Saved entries
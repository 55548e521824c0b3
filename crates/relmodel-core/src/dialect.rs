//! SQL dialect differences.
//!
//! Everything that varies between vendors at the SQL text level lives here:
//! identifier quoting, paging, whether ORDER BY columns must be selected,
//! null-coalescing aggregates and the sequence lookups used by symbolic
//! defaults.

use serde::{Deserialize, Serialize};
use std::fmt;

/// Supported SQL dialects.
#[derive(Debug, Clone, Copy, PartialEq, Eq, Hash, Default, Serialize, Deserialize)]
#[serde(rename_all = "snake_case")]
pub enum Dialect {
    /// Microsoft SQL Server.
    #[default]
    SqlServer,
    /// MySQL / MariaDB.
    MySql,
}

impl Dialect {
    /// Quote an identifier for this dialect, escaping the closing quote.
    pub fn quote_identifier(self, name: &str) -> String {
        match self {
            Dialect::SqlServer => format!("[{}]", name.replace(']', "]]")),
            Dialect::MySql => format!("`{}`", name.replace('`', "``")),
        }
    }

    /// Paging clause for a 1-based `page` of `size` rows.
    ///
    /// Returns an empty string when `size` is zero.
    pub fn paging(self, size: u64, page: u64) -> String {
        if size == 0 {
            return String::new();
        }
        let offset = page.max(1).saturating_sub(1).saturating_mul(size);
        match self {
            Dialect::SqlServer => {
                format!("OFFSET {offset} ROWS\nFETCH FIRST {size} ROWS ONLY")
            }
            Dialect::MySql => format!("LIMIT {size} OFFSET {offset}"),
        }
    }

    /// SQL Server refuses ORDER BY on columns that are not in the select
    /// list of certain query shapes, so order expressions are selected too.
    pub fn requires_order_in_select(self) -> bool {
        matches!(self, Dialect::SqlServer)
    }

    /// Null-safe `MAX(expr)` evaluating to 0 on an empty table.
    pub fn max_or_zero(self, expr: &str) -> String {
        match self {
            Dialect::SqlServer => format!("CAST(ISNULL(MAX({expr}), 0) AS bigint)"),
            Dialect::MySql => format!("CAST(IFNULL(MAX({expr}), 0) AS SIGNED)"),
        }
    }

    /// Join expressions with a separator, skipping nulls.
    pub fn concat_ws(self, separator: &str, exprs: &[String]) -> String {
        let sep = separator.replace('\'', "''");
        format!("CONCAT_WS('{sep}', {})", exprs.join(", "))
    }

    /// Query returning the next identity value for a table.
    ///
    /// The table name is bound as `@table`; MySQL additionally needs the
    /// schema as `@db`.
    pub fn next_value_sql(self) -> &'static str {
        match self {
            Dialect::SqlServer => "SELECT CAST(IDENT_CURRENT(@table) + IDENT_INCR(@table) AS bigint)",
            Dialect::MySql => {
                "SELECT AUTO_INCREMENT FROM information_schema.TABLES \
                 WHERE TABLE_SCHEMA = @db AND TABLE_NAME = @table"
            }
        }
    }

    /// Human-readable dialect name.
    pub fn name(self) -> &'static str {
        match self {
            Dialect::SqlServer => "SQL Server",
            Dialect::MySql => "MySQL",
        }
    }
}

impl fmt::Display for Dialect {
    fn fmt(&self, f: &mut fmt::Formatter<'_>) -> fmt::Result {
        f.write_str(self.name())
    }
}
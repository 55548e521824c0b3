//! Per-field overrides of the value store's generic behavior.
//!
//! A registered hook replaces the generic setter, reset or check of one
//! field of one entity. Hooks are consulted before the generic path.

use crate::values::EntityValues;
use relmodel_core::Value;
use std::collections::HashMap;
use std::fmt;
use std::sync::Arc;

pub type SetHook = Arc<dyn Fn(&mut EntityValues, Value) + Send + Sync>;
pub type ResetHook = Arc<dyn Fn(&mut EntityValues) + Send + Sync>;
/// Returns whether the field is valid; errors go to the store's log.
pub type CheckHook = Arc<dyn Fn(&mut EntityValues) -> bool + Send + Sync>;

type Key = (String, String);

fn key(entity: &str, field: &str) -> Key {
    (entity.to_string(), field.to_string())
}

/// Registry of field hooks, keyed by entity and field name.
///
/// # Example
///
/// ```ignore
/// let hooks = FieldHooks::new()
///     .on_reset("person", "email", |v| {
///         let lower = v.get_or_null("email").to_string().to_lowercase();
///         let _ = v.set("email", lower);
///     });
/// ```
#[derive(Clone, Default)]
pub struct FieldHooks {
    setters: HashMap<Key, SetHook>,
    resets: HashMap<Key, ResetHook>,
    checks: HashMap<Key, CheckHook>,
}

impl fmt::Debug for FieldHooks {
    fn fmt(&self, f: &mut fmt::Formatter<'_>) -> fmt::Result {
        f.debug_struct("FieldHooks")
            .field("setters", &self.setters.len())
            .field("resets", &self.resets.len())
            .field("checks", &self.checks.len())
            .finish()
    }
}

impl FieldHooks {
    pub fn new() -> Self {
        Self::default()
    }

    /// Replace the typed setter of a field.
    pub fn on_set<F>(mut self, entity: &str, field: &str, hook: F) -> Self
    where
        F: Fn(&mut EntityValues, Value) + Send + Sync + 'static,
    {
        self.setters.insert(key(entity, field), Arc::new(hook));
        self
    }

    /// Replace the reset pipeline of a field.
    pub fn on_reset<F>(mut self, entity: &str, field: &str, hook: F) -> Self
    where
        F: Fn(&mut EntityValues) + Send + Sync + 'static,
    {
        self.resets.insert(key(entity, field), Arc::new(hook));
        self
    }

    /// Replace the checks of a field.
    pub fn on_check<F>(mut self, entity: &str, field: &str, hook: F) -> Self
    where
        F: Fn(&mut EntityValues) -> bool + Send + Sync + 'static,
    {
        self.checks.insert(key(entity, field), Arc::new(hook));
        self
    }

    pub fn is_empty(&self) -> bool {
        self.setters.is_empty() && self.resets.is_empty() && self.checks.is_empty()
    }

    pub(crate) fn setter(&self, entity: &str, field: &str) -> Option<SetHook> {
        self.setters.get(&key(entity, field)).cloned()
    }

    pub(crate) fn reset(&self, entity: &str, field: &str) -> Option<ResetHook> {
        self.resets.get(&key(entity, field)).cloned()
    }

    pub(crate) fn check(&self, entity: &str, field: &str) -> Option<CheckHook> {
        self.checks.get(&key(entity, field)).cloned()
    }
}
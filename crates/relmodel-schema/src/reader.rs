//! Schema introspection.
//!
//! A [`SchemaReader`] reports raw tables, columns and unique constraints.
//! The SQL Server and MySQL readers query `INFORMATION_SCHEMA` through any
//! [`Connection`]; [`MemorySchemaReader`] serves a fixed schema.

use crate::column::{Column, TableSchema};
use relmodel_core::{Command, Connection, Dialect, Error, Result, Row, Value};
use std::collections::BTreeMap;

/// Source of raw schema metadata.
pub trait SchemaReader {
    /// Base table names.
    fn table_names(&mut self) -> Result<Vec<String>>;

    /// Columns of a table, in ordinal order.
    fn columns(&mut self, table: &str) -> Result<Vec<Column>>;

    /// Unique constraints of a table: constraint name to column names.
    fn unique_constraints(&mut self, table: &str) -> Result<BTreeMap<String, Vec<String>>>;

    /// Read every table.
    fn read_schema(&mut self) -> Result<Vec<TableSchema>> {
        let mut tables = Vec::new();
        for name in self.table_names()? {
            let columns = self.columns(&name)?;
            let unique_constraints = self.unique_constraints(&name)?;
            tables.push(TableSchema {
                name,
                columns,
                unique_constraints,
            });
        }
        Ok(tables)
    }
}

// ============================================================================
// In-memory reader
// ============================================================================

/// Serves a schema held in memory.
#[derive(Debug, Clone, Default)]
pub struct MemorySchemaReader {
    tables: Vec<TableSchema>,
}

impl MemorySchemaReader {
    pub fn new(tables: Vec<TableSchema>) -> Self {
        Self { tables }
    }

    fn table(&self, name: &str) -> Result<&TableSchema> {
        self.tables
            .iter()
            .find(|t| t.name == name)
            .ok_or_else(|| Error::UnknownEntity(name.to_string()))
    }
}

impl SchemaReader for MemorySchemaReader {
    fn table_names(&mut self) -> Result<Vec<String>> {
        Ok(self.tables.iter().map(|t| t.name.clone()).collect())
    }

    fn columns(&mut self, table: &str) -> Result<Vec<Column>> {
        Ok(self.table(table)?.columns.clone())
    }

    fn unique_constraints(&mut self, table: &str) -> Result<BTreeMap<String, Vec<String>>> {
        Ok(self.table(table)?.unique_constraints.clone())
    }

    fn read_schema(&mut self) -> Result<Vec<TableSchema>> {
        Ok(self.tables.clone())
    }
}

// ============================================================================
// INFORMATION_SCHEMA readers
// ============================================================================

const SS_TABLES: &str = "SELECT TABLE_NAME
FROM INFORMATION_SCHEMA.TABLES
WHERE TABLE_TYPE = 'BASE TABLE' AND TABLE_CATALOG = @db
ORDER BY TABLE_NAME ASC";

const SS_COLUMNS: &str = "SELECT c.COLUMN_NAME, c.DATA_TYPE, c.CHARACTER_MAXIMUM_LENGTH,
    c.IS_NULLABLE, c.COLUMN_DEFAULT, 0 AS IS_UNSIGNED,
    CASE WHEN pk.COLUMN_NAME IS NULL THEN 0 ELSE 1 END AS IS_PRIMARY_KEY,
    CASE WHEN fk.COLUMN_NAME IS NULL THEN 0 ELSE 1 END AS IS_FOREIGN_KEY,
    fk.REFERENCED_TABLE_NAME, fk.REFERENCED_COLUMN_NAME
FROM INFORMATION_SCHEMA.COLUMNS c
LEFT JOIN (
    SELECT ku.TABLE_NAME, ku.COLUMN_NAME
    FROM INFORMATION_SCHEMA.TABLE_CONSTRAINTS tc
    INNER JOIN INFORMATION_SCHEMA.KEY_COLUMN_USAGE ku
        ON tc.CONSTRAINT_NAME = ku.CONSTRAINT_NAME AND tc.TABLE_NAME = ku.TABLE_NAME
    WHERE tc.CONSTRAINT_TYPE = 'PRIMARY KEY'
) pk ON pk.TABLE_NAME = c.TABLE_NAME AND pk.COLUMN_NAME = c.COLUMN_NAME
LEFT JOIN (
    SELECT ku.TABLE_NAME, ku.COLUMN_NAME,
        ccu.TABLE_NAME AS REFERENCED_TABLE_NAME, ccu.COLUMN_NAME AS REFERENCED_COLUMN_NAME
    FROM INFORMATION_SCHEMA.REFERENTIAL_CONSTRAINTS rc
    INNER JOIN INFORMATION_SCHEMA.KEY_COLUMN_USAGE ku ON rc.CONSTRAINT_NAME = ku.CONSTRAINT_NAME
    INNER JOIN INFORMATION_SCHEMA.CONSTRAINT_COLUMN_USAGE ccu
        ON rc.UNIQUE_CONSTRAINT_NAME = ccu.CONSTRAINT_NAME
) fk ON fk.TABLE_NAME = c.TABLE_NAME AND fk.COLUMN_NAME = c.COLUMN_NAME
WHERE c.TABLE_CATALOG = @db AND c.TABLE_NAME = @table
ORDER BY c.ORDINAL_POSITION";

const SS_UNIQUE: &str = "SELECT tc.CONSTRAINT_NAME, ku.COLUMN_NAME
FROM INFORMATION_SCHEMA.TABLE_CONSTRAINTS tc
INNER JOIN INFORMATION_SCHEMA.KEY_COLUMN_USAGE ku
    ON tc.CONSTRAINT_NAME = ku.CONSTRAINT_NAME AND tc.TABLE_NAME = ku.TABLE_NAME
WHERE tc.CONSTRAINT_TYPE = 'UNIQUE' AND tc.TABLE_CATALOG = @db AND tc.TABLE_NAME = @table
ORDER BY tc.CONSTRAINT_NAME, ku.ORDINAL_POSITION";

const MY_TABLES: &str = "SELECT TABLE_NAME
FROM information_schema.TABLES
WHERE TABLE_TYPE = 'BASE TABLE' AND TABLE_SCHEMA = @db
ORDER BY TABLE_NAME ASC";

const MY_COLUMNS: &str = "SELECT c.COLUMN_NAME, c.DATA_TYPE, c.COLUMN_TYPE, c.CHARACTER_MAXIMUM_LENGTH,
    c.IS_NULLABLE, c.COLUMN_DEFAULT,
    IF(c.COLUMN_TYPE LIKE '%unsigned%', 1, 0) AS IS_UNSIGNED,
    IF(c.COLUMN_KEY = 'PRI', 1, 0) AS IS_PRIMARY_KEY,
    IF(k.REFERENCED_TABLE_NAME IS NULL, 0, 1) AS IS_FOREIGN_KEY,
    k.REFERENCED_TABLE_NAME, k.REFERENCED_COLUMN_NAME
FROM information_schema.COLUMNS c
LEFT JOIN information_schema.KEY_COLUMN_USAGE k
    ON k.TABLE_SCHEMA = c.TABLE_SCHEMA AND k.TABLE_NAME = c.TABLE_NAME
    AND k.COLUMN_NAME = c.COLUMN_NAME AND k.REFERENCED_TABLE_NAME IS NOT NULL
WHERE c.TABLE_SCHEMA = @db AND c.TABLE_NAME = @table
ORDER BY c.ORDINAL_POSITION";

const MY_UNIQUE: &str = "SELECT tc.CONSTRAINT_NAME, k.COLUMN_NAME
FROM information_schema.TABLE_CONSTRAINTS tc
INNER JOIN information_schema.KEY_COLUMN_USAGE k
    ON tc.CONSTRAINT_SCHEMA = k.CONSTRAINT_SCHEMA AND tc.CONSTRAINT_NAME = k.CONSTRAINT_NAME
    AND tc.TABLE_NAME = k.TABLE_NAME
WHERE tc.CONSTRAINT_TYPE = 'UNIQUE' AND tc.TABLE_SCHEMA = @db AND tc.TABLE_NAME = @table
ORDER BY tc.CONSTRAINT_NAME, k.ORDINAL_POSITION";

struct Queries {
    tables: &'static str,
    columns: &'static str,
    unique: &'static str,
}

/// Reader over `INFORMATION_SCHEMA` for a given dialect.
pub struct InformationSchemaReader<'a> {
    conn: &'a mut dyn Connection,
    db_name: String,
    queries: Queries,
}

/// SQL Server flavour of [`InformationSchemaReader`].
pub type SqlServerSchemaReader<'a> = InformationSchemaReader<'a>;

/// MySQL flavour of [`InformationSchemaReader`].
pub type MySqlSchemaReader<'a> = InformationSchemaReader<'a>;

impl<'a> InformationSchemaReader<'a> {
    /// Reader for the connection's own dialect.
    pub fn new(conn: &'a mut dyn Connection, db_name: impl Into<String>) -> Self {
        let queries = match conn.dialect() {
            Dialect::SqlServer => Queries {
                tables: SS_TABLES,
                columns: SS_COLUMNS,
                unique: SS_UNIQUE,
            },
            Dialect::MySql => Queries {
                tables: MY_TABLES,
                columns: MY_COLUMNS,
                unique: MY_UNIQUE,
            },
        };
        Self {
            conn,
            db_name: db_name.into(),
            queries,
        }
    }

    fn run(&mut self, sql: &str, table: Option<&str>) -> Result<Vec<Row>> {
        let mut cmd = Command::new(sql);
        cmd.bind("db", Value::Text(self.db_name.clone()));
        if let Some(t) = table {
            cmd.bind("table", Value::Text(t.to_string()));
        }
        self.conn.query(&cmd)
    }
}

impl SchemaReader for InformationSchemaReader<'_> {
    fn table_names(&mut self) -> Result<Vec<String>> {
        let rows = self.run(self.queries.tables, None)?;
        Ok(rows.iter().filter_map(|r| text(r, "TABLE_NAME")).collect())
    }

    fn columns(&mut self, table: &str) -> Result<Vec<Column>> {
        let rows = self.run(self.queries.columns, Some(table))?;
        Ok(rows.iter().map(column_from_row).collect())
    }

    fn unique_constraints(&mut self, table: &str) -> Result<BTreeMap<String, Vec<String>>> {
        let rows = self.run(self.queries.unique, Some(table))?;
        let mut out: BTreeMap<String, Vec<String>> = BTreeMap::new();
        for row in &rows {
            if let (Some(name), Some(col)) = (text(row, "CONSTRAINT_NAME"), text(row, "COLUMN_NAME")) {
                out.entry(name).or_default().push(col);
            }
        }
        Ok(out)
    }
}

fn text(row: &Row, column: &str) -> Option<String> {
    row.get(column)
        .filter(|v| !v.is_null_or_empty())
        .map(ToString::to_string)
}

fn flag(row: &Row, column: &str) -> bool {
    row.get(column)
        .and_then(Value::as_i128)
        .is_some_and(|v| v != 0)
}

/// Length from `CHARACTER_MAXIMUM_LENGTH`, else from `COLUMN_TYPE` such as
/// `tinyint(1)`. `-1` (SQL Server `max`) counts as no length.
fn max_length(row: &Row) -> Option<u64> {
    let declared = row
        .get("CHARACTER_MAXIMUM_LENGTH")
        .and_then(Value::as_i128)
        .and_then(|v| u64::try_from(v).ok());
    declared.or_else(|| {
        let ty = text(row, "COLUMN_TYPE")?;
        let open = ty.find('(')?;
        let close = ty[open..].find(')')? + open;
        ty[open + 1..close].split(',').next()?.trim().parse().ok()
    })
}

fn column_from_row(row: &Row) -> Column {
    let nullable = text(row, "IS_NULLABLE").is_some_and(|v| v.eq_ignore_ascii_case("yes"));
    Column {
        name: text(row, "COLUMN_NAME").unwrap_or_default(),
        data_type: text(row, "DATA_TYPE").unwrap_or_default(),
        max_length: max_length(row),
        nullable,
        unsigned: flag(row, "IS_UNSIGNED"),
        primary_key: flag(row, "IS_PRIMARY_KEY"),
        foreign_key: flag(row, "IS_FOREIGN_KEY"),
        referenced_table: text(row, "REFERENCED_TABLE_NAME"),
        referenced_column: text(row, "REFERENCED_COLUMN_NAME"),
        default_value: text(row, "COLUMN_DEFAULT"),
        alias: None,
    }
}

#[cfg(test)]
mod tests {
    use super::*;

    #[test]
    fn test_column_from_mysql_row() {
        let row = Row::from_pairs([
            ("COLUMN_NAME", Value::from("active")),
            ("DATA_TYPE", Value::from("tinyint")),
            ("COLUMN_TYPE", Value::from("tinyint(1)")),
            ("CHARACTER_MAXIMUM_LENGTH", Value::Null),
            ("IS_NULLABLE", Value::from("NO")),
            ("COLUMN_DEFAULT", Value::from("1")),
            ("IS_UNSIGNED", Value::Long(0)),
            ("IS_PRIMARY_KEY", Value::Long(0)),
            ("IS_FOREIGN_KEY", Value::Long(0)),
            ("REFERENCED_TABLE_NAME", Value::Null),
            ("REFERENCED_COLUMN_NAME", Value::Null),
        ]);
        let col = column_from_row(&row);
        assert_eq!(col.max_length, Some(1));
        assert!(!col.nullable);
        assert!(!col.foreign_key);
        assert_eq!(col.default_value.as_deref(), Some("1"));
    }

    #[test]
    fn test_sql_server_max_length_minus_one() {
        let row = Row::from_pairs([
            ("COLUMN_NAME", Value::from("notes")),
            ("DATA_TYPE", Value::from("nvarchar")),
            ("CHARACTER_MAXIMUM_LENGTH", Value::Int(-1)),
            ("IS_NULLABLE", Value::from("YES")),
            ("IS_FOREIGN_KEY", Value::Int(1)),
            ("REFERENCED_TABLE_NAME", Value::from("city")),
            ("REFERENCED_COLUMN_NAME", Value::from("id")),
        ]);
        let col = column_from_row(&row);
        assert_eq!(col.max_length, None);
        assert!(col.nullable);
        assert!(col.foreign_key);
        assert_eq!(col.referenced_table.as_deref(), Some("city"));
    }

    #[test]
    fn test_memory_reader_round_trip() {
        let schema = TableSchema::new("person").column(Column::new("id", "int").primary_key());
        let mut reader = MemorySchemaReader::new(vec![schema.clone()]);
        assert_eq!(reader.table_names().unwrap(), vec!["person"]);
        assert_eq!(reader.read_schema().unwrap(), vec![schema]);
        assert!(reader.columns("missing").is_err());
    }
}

## WHAT IS EXPECTED
Which lines in the records above contain the word "separator"? Copy each one.

## REPLY
    /// Join expressions with a separator, skipping nulls.
    pub fn concat_ws(self, separator: &str, exprs: &[String]) -> String {
        let sep = separator.replace('\'', "''");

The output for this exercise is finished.